(Dataset entries)
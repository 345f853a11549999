//! MinPHR wire-format decoding.
//!
//! Two little-endian layouts share the validation and assembly core here.
//! Both are selected by an 8-byte ASCII magic prefix:
//!
//! - `"MinPHR00"` (v0): `u32 sample_rate; u16 ir_count; u16 ir_size;
//!   u8 ev_count; u16 ev_offset[ev_count]; i16 coeffs[ir_count * ir_size];
//!   u8 delays[ir_count]` — azimuth counts are derived from consecutive
//!   offset differences.
//! - `"MinPHR01"` (v1): `u32 sample_rate; u8 ir_size; u8 ev_count;
//!   u8 az_count[ev_count]; i16 coeffs; u8 delays` — offsets and the
//!   direction total are derived by prefix-summing the counts.

use crate::dataset::{
    Hrtf, HRTF_HISTORY_LENGTH, MAX_AZ_COUNT, MAX_EV_COUNT, MAX_IR_SIZE, MIN_AZ_COUNT, MIN_EV_COUNT,
    MIN_IR_SIZE, MOD_IR_SIZE,
};
use crate::error::{HrtfError, Result};

pub(crate) const MAGIC_V0: &[u8; 8] = b"MinPHR00";
pub(crate) const MAGIC_V1: &[u8; 8] = b"MinPHR01";

/// Sequential cursor over an immutable byte buffer. Every read shrinks the
/// remaining slice; a read past the end fails with [`HrtfError::Truncated`]
/// instead of touching out-of-bounds memory.
struct Reader<'a> {
    data: &'a [u8],
}

impl<'a> Reader<'a> {
    fn new(data: &'a [u8]) -> Self {
        Self { data }
    }

    fn remaining(&self) -> usize {
        self.data.len()
    }

    fn take(&mut self, n: usize) -> Result<&'a [u8]> {
        if self.data.len() < n {
            return Err(HrtfError::Truncated {
                needed: n,
                remaining: self.data.len(),
            });
        }
        let (head, tail) = self.data.split_at(n);
        self.data = tail;
        Ok(head)
    }

    fn read_u8(&mut self) -> Result<u8> {
        Ok(self.take(1)?[0])
    }

    fn read_u16(&mut self) -> Result<u16> {
        let b = self.take(2)?;
        Ok(u16::from_le_bytes([b[0], b[1]]))
    }

    fn read_u32(&mut self) -> Result<u32> {
        let b = self.take(4)?;
        Ok(u32::from_le_bytes([b[0], b[1], b[2], b[3]]))
    }

    fn read_i16(&mut self) -> Result<i16> {
        let b = self.take(2)?;
        Ok(i16::from_le_bytes([b[0], b[1]]))
    }
}

/// Reconciled elevation-grid layout shared by both format versions.
///
/// Whichever table a format stores as primary, the result satisfies the
/// same invariant: offsets strictly increasing from 0, consecutive
/// differences equal to the per-ring counts, total equal to the final
/// offset plus the final count.
struct GridLayout {
    az_count: Vec<u8>,
    ev_offset: Vec<u16>,
    ir_count: usize,
}

impl GridLayout {
    /// v0: offsets are stored; counts are derived as consecutive
    /// differences, the last ring from the stored direction total.
    fn from_offsets(ev_offset: Vec<u16>, ir_count: usize) -> Result<Self> {
        if ev_offset[0] != 0 {
            return Err(HrtfError::InvalidOffsetOrdering {
                index: 0,
                offset: ev_offset[0] as u32,
                prev: 0,
            });
        }

        let mut az_count = Vec::with_capacity(ev_offset.len());
        for i in 1..ev_offset.len() {
            if ev_offset[i] <= ev_offset[i - 1] {
                return Err(HrtfError::InvalidOffsetOrdering {
                    index: i,
                    offset: ev_offset[i] as u32,
                    prev: ev_offset[i - 1] as u32,
                });
            }
            let count = (ev_offset[i] - ev_offset[i - 1]) as usize;
            check_az_count(count)?;
            az_count.push(count as u8);
        }

        let last = ev_offset[ev_offset.len() - 1] as usize;
        if ir_count <= last {
            return Err(HrtfError::InvalidOffsetOrdering {
                index: ev_offset.len() - 1,
                offset: last as u32,
                prev: ir_count as u32,
            });
        }
        let count = ir_count - last;
        check_az_count(count)?;
        az_count.push(count as u8);

        Ok(Self {
            az_count,
            ev_offset,
            ir_count,
        })
    }

    /// v1: counts are stored; offsets and the total come from a prefix sum.
    fn from_counts(az_count: Vec<u8>) -> Result<Self> {
        let mut ev_offset = Vec::with_capacity(az_count.len());
        let mut total = 0usize;
        for &count in &az_count {
            check_az_count(count as usize)?;
            ev_offset.push(total as u16);
            total += count as usize;
        }
        Ok(Self {
            az_count,
            ev_offset,
            ir_count: total,
        })
    }
}

fn check_ir_size(ir_size: usize) -> Result<()> {
    if !(MIN_IR_SIZE..=MAX_IR_SIZE).contains(&ir_size) || ir_size % MOD_IR_SIZE != 0 {
        return Err(HrtfError::OutOfRange {
            field: "HRIR size",
            value: ir_size as u32,
            detail: "expected 8 to 128 in steps of 8",
        });
    }
    Ok(())
}

fn check_ev_count(ev_count: usize) -> Result<()> {
    if !(MIN_EV_COUNT..=MAX_EV_COUNT).contains(&ev_count) {
        return Err(HrtfError::OutOfRange {
            field: "elevation count",
            value: ev_count as u32,
            detail: "expected 5 to 128",
        });
    }
    Ok(())
}

fn check_az_count(az_count: usize) -> Result<()> {
    if !(MIN_AZ_COUNT..=MAX_AZ_COUNT).contains(&az_count) {
        return Err(HrtfError::OutOfRange {
            field: "azimuth count",
            value: az_count as u32,
            detail: "expected 1 to 128",
        });
    }
    Ok(())
}

/// Decode a complete MinPHR buffer (magic prefix included) into a dataset.
///
/// `filename` becomes the dataset's canonical identifier; it is not opened
/// or otherwise interpreted here.
///
/// # Errors
///
/// [`HrtfError::UnrecognizedHeader`] when the buffer does not start with a
/// known magic marker, otherwise any decode error from the selected format
/// version. A failed decode retains nothing.
pub fn decode_dataset(filename: &str, data: &[u8]) -> Result<Hrtf> {
    let Some(magic) = data.get(..8) else {
        let mut found = [0u8; 8];
        found[..data.len()].copy_from_slice(data);
        return Err(HrtfError::UnrecognizedHeader { found });
    };
    let payload = &data[8..];

    if magic == MAGIC_V1 {
        log::debug!("{filename}: detected data set format v1");
        decode_v1(filename, payload)
    } else if magic == MAGIC_V0 {
        log::debug!("{filename}: detected data set format v0");
        decode_v0(filename, payload)
    } else {
        let mut found = [0u8; 8];
        found.copy_from_slice(magic);
        Err(HrtfError::UnrecognizedHeader { found })
    }
}

fn decode_v0(filename: &str, payload: &[u8]) -> Result<Hrtf> {
    let mut r = Reader::new(payload);
    let sample_rate = r.read_u32()?;
    let ir_count = r.read_u16()? as usize;
    let ir_size = r.read_u16()? as usize;
    let ev_count = r.read_u8()? as usize;

    // Size bounds are fatal before any table parsing.
    check_ir_size(ir_size)?;
    check_ev_count(ev_count)?;

    let mut ev_offset = Vec::with_capacity(ev_count);
    for _ in 0..ev_count {
        ev_offset.push(r.read_u16()?);
    }
    let layout = GridLayout::from_offsets(ev_offset, ir_count)?;

    read_tables(filename, r, sample_rate, ir_size, layout)
}

fn decode_v1(filename: &str, payload: &[u8]) -> Result<Hrtf> {
    let mut r = Reader::new(payload);
    let sample_rate = r.read_u32()?;
    let ir_size = r.read_u8()? as usize;
    let ev_count = r.read_u8()? as usize;

    check_ir_size(ir_size)?;
    check_ev_count(ev_count)?;

    let az_count = r.take(ev_count)?.to_vec();
    let layout = GridLayout::from_counts(az_count)?;

    read_tables(filename, r, sample_rate, ir_size, layout)
}

/// Shared tail of both decoders: the coefficient and delay tables plus
/// final assembly.
fn read_tables(
    filename: &str,
    mut r: Reader<'_>,
    sample_rate: u32,
    ir_size: usize,
    layout: GridLayout,
) -> Result<Hrtf> {
    let GridLayout {
        az_count,
        ev_offset,
        ir_count,
    } = layout;

    // The whole coefficient + delay block must be present before any of it
    // is consumed.
    let required = 2 * ir_size * ir_count + ir_count;
    if r.remaining() < required {
        return Err(HrtfError::Truncated {
            needed: required,
            remaining: r.remaining(),
        });
    }

    let n_coeffs = ir_size * ir_count;
    let mut coeffs: Vec<i16> = Vec::new();
    coeffs
        .try_reserve_exact(n_coeffs)
        .map_err(|_| HrtfError::Allocation {
            bytes: n_coeffs * std::mem::size_of::<i16>(),
        })?;
    for _ in 0..n_coeffs {
        coeffs.push(r.read_i16()?);
    }

    let delays = r.take(ir_count)?.to_vec();
    for &d in &delays {
        if d as usize >= HRTF_HISTORY_LENGTH {
            return Err(HrtfError::OutOfRange {
                field: "delay",
                value: d as u32,
                detail: "expected at most 63",
            });
        }
    }

    Ok(Hrtf {
        sample_rate,
        ir_size,
        az_count,
        ev_offset,
        coeffs,
        delays,
        filename: filename.to_owned(),
    })
}
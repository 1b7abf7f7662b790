//! Integration model.
//!
//! Credentials are stored encrypted at rest; see [`crate::crypto`].

use chrono::{DateTime, Utc};
use serde::{Deserialize, Serialize};
use serde_json::Value;

/// Connection health of an integration.
#[derive(Debug, Clone, Copy, PartialEq, Eq, Serialize, Deserialize, Default)]
#[serde(rename_all = "lowercase")]
pub enum IntegrationState {
    #[default]
    Created,
    Active,
    Inactive,
    Error,
}

impl IntegrationState {
    pub fn as_str(&self) -> &'static str {
        match self {
            IntegrationState::Created => "created",
            IntegrationState::Active => "active",
            IntegrationState::Inactive => "inactive",
            IntegrationState::Error => "error",
        }
    }

    pub fn parse(s: &str) -> Option<Self> {
        match s {
            "created" => Some(IntegrationState::Created),
            "active" => Some(IntegrationState::Active),
            "inactive" => Some(IntegrationState::Inactive),
            "error" => Some(IntegrationState::Error),
            _ => None,
        }
    }
}

/// A tenant's connection to a third-party app.
#[derive(Debug, Clone)]
pub struct Integration {
    pub id: i64,
    pub tenant_id: String,
    pub app_key: String,
    pub name: String,
    /// AES-GCM sealed JSON credentials; empty when none were given.
    pub credentials: Vec<u8>,
    /// Non-secret connection settings.
    pub config: Value,
    pub state: IntegrationState,
    pub last_message: Option<String>,
    pub last_tested_at: Option<DateTime<Utc>>,
    pub created_at: DateTime<Utc>,
    pub updated_at: DateTime<Utc>,
}

impl Integration {
    pub fn is_active(&self) -> bool {
        self.state == IntegrationState::Active
    }
}

#[derive(Debug, Clone)]
pub struct NewIntegration {
    pub tenant_id: String,
    pub app_key: String,
    pub name: String,
    pub credentials: Vec<u8>,
    pub config: Value,
}

fn default_tenant() -> String {
    "default".to_string()
}

/// Request to create an integration.
#[derive(Debug, Clone, Serialize, Deserialize)]
pub struct IntegrationCreateRequest {
    #[serde(default = "default_tenant")]
    pub tenant_id: String,

    pub app_key: String,

    pub name: String,

    /// Plaintext credentials (encrypted before storage)
    #[serde(default)]
    pub credentials: Option<Value>,

    #[serde(default)]
    pub config: Option<Value>,
}

/// Request to enable or disable an integration.
#[derive(Debug, Clone, Serialize, Deserialize)]
pub struct IntegrationStateRequest {
    pub enabled: bool,
}

/// Integration as returned by the API. Credentials never leave the store.
#[derive(Debug, Clone, Serialize, Deserialize)]
pub struct IntegrationResponse {
    pub id: i64,
    pub tenant_id: String,
    pub app_key: String,
    pub name: String,
    pub config: Value,
    pub state: IntegrationState,
    pub has_credentials: bool,
    #[serde(skip_serializing_if = "Option::is_none")]
    pub last_message: Option<String>,
    #[serde(skip_serializing_if = "Option::is_none")]
    pub last_tested_at: Option<DateTime<Utc>>,
    pub created_at: DateTime<Utc>,
    pub updated_at: DateTime<Utc>,
}

impl From<Integration> for IntegrationResponse {
    fn from(i: Integration) -> Self {
        Self {
            id: i.id,
            tenant_id: i.tenant_id,
            app_key: i.app_key,
            name: i.name,
            config: i.config,
            state: i.state,
            has_credentials: !i.credentials.is_empty(),
            last_message: i.last_message,
            last_tested_at: i.last_tested_at,
            created_at: i.created_at,
            updated_at: i.updated_at,
        }
    }
}

/// Result of `POST /integrations/{id}/test`.
#[derive(Debug, Clone, Serialize, Deserialize)]
pub struct IntegrationTestResponse {
    pub success: bool,
    pub message: String,
    pub integration: IntegrationResponse,
}
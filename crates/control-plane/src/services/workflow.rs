//! Workflow run ledger queries and operator recovery.

use std::sync::Arc;

use crate::db::models::{RecoveryOutcome, RunDetail, RunFilter, RunListResponse, RunSummary, WorkflowStep};
use crate::engine::{latest_steps, RecoveryController};
use crate::error::{AppError, AppResult};
use crate::store::Store;

const MAX_PAGE: i64 = 500;

#[derive(Clone)]
pub struct WorkflowService {
    store: Arc<dyn Store>,
    recovery: RecoveryController,
}

impl WorkflowService {
    pub fn new(store: Arc<dyn Store>, recovery: RecoveryController) -> Self {
        Self { store, recovery }
    }

    pub async fn list(&self, mut filter: RunFilter) -> AppResult<RunListResponse> {
        if filter.limit <= 0 || filter.offset < 0 {
            return Err(AppError::BadRequest(
                "limit must be positive and offset non-negative".to_string(),
            ));
        }
        filter.limit = filter.limit.min(MAX_PAGE);
        let items = self.store.list_runs(&filter).await?;
        Ok(RunListResponse {
            items,
            limit: filter.limit,
            offset: filter.offset,
        })
    }

    /// Run with every step ever recorded, its log and a summary of the
    /// current attempt.
    pub async fn detail(&self, run_id: i64) -> AppResult<RunDetail> {
        let run = self
            .store
            .get_run(run_id)
            .await?
            .ok_or_else(|| AppError::NotFound(format!("Workflow run {run_id} not found")))?;
        let steps = self.store.list_steps(run_id, None).await?;
        let logs = self.store.list_logs(run_id).await?;

        let current: Vec<WorkflowStep> = steps
            .iter()
            .filter(|s| s.attempt == run.attempt)
            .cloned()
            .collect();
        let latest: Vec<WorkflowStep> = latest_steps(&current).into_iter().cloned().collect();

        Ok(RunDetail {
            summary: RunSummary::from_steps(&latest),
            run,
            steps,
            logs,
        })
    }

    pub async fn rerun(&self, run_id: i64) -> AppResult<RecoveryOutcome> {
        Ok(self.recovery.rerun(run_id).await?)
    }

    pub async fn force_rerun(&self, run_id: i64) -> AppResult<RecoveryOutcome> {
        Ok(self.recovery.force_rerun(run_id).await?)
    }

    pub async fn cancel(&self, run_id: i64) -> AppResult<RecoveryOutcome> {
        Ok(self.recovery.cancel(run_id).await?)
    }
}

#[cfg(test)]
mod tests {
    use super::*;
    use crate::db::models::{NewRun, NewStep, RunStatus, StepOutcome, StepStatus};
    use crate::engine::RunQueue;
    use crate::store::{MemoryStore, RunLedger};
    use serde_json::json;

    fn service(store: Arc<MemoryStore>) -> WorkflowService {
        let (queue, _rx) = RunQueue::channel();
        let recovery = RecoveryController::new(store.clone(), queue, None);
        WorkflowService::new(store, recovery)
    }

    async fn step(store: &MemoryStore, run_id: i64, node_id: i64, position: i32, status: StepStatus) {
        let row = store
            .insert_step(NewStep {
                run_id,
                attempt: 1,
                node_id,
                node_name: format!("Action {position}"),
                node_type: "utility.compose".into(),
                position,
                status: StepStatus::Running,
                input_data: json!({}),
                debug_info: json!({}),
            })
            .await
            .unwrap();
        if status != StepStatus::Running {
            store
                .finish_step(row.id, status, StepOutcome::default())
                .await
                .unwrap();
        }
    }

    #[tokio::test]
    async fn test_detail_summarizes_latest_rows() {
        let store = Arc::new(MemoryStore::new());
        let run = store
            .create_run(NewRun {
                sequence_id: 1,
                trigger_id: 1,
                event_id: 1,
                arguments: json!({}),
            })
            .await
            .unwrap();
        step(&store, run.id, 10, 1, StepStatus::Completed).await;
        step(&store, run.id, 11, 2, StepStatus::Waiting).await;
        step(&store, run.id, 11, 2, StepStatus::Completed).await;

        let detail = service(store.clone()).detail(run.id).await.unwrap();
        assert_eq!(detail.steps.len(), 3);
        assert_eq!(detail.summary.total_steps, 2);
        assert_eq!(detail.summary.completed_steps, 2);
        assert_eq!(detail.summary.waiting_steps, 0);
    }

    #[tokio::test]
    async fn test_list_and_missing_run() {
        let store = Arc::new(MemoryStore::new());
        let service = service(store.clone());
        for _ in 0..3 {
            store
                .create_run(NewRun {
                    sequence_id: 1,
                    trigger_id: 1,
                    event_id: 1,
                    arguments: json!({}),
                })
                .await
                .unwrap();
        }
        let page = service
            .list(RunFilter {
                limit: 2,
                ..RunFilter::default()
            })
            .await
            .unwrap();
        assert_eq!(page.items.len(), 2);
        assert!(page.items.iter().all(|r| r.status == RunStatus::Pending));

        assert!(matches!(
            service
                .list(RunFilter {
                    limit: 0,
                    ..RunFilter::default()
                })
                .await,
            Err(AppError::BadRequest(_))
        ));
        assert!(matches!(service.detail(99).await, Err(AppError::NotFound(_))));
        assert!(matches!(service.rerun(99).await, Err(AppError::NotFound(_))));
    }
}
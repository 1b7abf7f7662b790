//! Redaction of secrets before step data is logged or persisted.

use serde_json::{Map, Value};

const REDACTED: &str = "[REDACTED]";

const MAX_DEPTH: usize = 20;

/// Key fragments that mark a value as secret (compared lowercase, `-` as `_`).
static SENSITIVE_KEYS: &[&str] = &[
    "password",
    "passwd",
    "secret",
    "token",
    "api_key",
    "apikey",
    "authorization",
    "credential",
    "private_key",
    "client_secret",
    "cookie",
    "session",
    "card_number",
    "cvc",
    "cvv",
    "iban",
];

fn is_sensitive_key(key: &str) -> bool {
    let key = key.to_lowercase().replace('-', "_");
    SENSITIVE_KEYS.iter().any(|s| key.contains(s))
}

fn is_sensitive_value(value: &str) -> bool {
    let lower = value.to_lowercase();
    if lower.starts_with("bearer ") || lower.starts_with("basic ") {
        return true;
    }

    // JWT
    if value.starts_with("eyJ") && value.matches('.').count() == 2 && value.len() > 50 {
        return true;
    }

    // Payment processor secret keys
    lower.starts_with("sk_live_") || lower.starts_with("rk_live_")
}

/// Return a copy of `value` with secrets replaced by `[REDACTED]`.
pub fn redact(value: &Value) -> Value {
    redact_at(value, 0)
}

fn redact_at(value: &Value, depth: usize) -> Value {
    if depth >= MAX_DEPTH {
        return value.clone();
    }

    match value {
        Value::Object(map) => {
            let mut out = Map::with_capacity(map.len());
            for (key, val) in map {
                let redacted = if is_sensitive_key(key) && !val.is_null() {
                    Value::String(REDACTED.to_string())
                } else {
                    redact_at(val, depth + 1)
                };
                out.insert(key.clone(), redacted);
            }
            Value::Object(out)
        }
        Value::Array(items) => Value::Array(items.iter().map(|v| redact_at(v, depth + 1)).collect()),
        Value::String(s) if is_sensitive_value(s) => Value::String(REDACTED.to_string()),
        _ => value.clone(),
    }
}

#[cfg(test)]
mod tests {
    use super::*;
    use serde_json::json;

    #[test]
    fn test_redact_keys() {
        let data = json!({"email": "jane@example.com", "api_key": "abc", "Access-Token": "t"});
        let result = redact(&data);
        assert_eq!(result["email"], "jane@example.com");
        assert_eq!(result["api_key"], "[REDACTED]");
        assert_eq!(result["Access-Token"], "[REDACTED]");
    }

    #[test]
    fn test_redact_nested_and_arrays() {
        let data = json!({
            "payment": {"card_number": "4242424242424242", "amount": 4900},
            "headers": [{"authorization": "Bearer xyz"}]
        });
        let result = redact(&data);
        assert_eq!(result["payment"]["card_number"], "[REDACTED]");
        assert_eq!(result["payment"]["amount"], 4900);
        assert_eq!(result["headers"][0]["authorization"], "[REDACTED]");
    }

    #[test]
    fn test_redact_values() {
        let data = json!({"note": "Bearer abc", "key": "sk_live_123", "plain": "hello"});
        let result = redact(&data);
        assert_eq!(result["note"], "[REDACTED]");
        assert_eq!(result["key"], "[REDACTED]");
        assert_eq!(result["plain"], "hello");
    }

    #[test]
    fn test_non_sensitive_preserved() {
        let data = json!({"name": "test", "count": 42, "tags": ["a", "b"], "token": null});
        assert_eq!(redact(&data), data);
    }
}
//! Persistence boundary.
//!
//! [`Store`] bundles the integration store, sequence configuration, event
//! log and the workflow run ledger. Two implementations exist: Postgres
//! ([`PgStore`]) and in-process ([`MemoryStore`]), used for tests and for
//! `FUNNEL_STORE=memory`.
//!
//! Every status change of a run is a compare-and-set: callers name the
//! statuses they expect and receive `None` when the run was not in one of
//! them.

pub mod memory;
pub mod postgres;

use async_trait::async_trait;
use chrono::{DateTime, Utc};
use serde_json::Value;
use thiserror::Error;

use crate::db::models::{
    Event, Integration, IntegrationState, LogLevel, NewAction, NewEvent, NewIntegration, NewRun,
    NewSequence, NewStep, NewTrigger, RunFilter, RunLogEntry, RunStatus, Sequence, SequenceAction,
    SequenceTrigger, StepOutcome, StepStatus, WorkflowRun, WorkflowStep,
};

pub use memory::MemoryStore;
pub use postgres::PgStore;

#[derive(Debug, Error)]
pub enum StoreError {
    #[error("Database error: {0}")]
    Database(#[from] sqlx::Error),

    #[error("{0} not found")]
    NotFound(String),

    #[error("Invalid stored value: {0}")]
    Corrupt(String),

    #[error("Store lock poisoned")]
    Poisoned,
}

pub type StoreResult<T> = Result<T, StoreError>;

#[async_trait]
pub trait IntegrationStore: Send + Sync {
    async fn create_integration(&self, new: NewIntegration) -> StoreResult<Integration>;

    async fn get_integration(&self, id: i64) -> StoreResult<Option<Integration>>;

    async fn list_integrations(&self, tenant_id: Option<&str>) -> StoreResult<Vec<Integration>>;

    async fn delete_integration(&self, id: i64) -> StoreResult<bool>;

    /// Set the connection state; `tested` also stamps `last_tested_at`.
    async fn set_integration_state(
        &self,
        id: i64,
        state: IntegrationState,
        message: Option<String>,
        tested: bool,
    ) -> StoreResult<Option<Integration>>;
}

/// Sequences with their triggers and actions.
///
/// Action positions of a sequence are kept dense from 1 by every mutation.
#[async_trait]
pub trait SequenceStore: Send + Sync {
    async fn create_sequence(&self, new: NewSequence) -> StoreResult<Sequence>;

    async fn get_sequence(&self, id: i64) -> StoreResult<Option<Sequence>>;

    async fn list_sequences(&self, tenant_id: Option<&str>) -> StoreResult<Vec<Sequence>>;

    async fn set_sequence_enabled(&self, id: i64, enabled: bool) -> StoreResult<Option<Sequence>>;

    /// Deletes triggers and actions too. Runs are kept.
    async fn delete_sequence(&self, id: i64) -> StoreResult<bool>;

    async fn create_trigger(&self, new: NewTrigger) -> StoreResult<SequenceTrigger>;

    async fn get_trigger(&self, id: i64) -> StoreResult<Option<SequenceTrigger>>;

    async fn list_triggers(&self, sequence_id: i64) -> StoreResult<Vec<SequenceTrigger>>;

    /// Triggers of any sequence listening for `(app_key, trigger_key)`.
    async fn find_triggers(&self, app_key: &str, trigger_key: &str)
        -> StoreResult<Vec<SequenceTrigger>>;

    async fn delete_trigger(&self, id: i64) -> StoreResult<bool>;

    async fn set_trigger_sample(&self, id: i64, sample: Value) -> StoreResult<()>;

    async fn insert_action(&self, new: NewAction) -> StoreResult<SequenceAction>;

    async fn get_action(&self, id: i64) -> StoreResult<Option<SequenceAction>>;

    /// Ordered by position.
    async fn list_actions(&self, sequence_id: i64) -> StoreResult<Vec<SequenceAction>>;

    async fn delete_action(&self, id: i64) -> StoreResult<bool>;

    /// Move an action to `position` (clamped), shifting the others.
    async fn move_action(&self, id: i64, position: i32) -> StoreResult<Vec<SequenceAction>>;

    async fn set_action_sample(&self, id: i64, sample: Value) -> StoreResult<()>;
}

#[async_trait]
pub trait EventStore: Send + Sync {
    async fn insert_event(&self, new: NewEvent) -> StoreResult<Event>;

    async fn get_event(&self, id: i64) -> StoreResult<Option<Event>>;
}

/// Persisted record of runs, their steps and logs.
#[async_trait]
pub trait RunLedger: Send + Sync {
    /// New `pending` run at attempt 1.
    async fn create_run(&self, new: NewRun) -> StoreResult<WorkflowRun>;

    async fn get_run(&self, id: i64) -> StoreResult<Option<WorkflowRun>>;

    /// Newest first.
    async fn list_runs(&self, filter: &RunFilter) -> StoreResult<Vec<WorkflowRun>>;

    /// Move the run to `to` if its status is one of `from`. Clears `stale`,
    /// stamps `started_at` on the first start and `finished_at` on settling.
    async fn transition_run(
        &self,
        id: i64,
        from: &[RunStatus],
        to: RunStatus,
    ) -> StoreResult<Option<WorkflowRun>>;

    /// Open attempt `expected_attempt + 1` of a `failed` run: status
    /// `running`, empty output aggregate.
    async fn begin_attempt(&self, id: i64, expected_attempt: i32)
        -> StoreResult<Option<WorkflowRun>>;

    /// Record a step output in the aggregate if the run is still `running`
    /// at `attempt`. Returns whether it was recorded.
    async fn record_output(
        &self,
        id: i64,
        attempt: i32,
        position: i32,
        output: Value,
    ) -> StoreResult<bool>;

    /// Refresh `updated_at` of a running run.
    async fn touch_run(&self, id: i64) -> StoreResult<()>;

    /// Running, not yet flagged runs whose `updated_at` is older than `cutoff`.
    async fn find_stale_runs(&self, cutoff: DateTime<Utc>) -> StoreResult<Vec<WorkflowRun>>;

    async fn mark_stale(&self, id: i64) -> StoreResult<bool>;

    async fn insert_step(&self, new: NewStep) -> StoreResult<WorkflowStep>;

    /// Finish a step, only while it is still `running`.
    async fn finish_step(
        &self,
        step_id: i64,
        status: StepStatus,
        outcome: StepOutcome,
    ) -> StoreResult<Option<WorkflowStep>>;

    /// Bump `retry_count` of a running step.
    async fn record_retry(&self, step_id: i64, error_message: &str) -> StoreResult<bool>;

    /// Fail every `running` step of the run with `AbortedError`.
    async fn abort_running_steps(&self, run_id: i64, message: &str) -> StoreResult<u64>;

    /// All attempts when `attempt` is `None`; ordered by attempt, position, id.
    async fn list_steps(&self, run_id: i64, attempt: Option<i32>) -> StoreResult<Vec<WorkflowStep>>;

    async fn append_log(&self, run_id: i64, level: LogLevel, message: &str) -> StoreResult<()>;

    async fn list_logs(&self, run_id: i64) -> StoreResult<Vec<RunLogEntry>>;
}

/// Everything the control plane persists.
#[async_trait]
pub trait Store: IntegrationStore + SequenceStore + EventStore + RunLedger {
    fn backend(&self) -> &'static str;

    async fn health_check(&self) -> bool;
}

To do → Copy out every line of the data that includes "coefficient".

Solution →
/// Shared tail of both decoders: the coefficient and delay tables plus
    // The whole coefficient + delay block must be present before any of it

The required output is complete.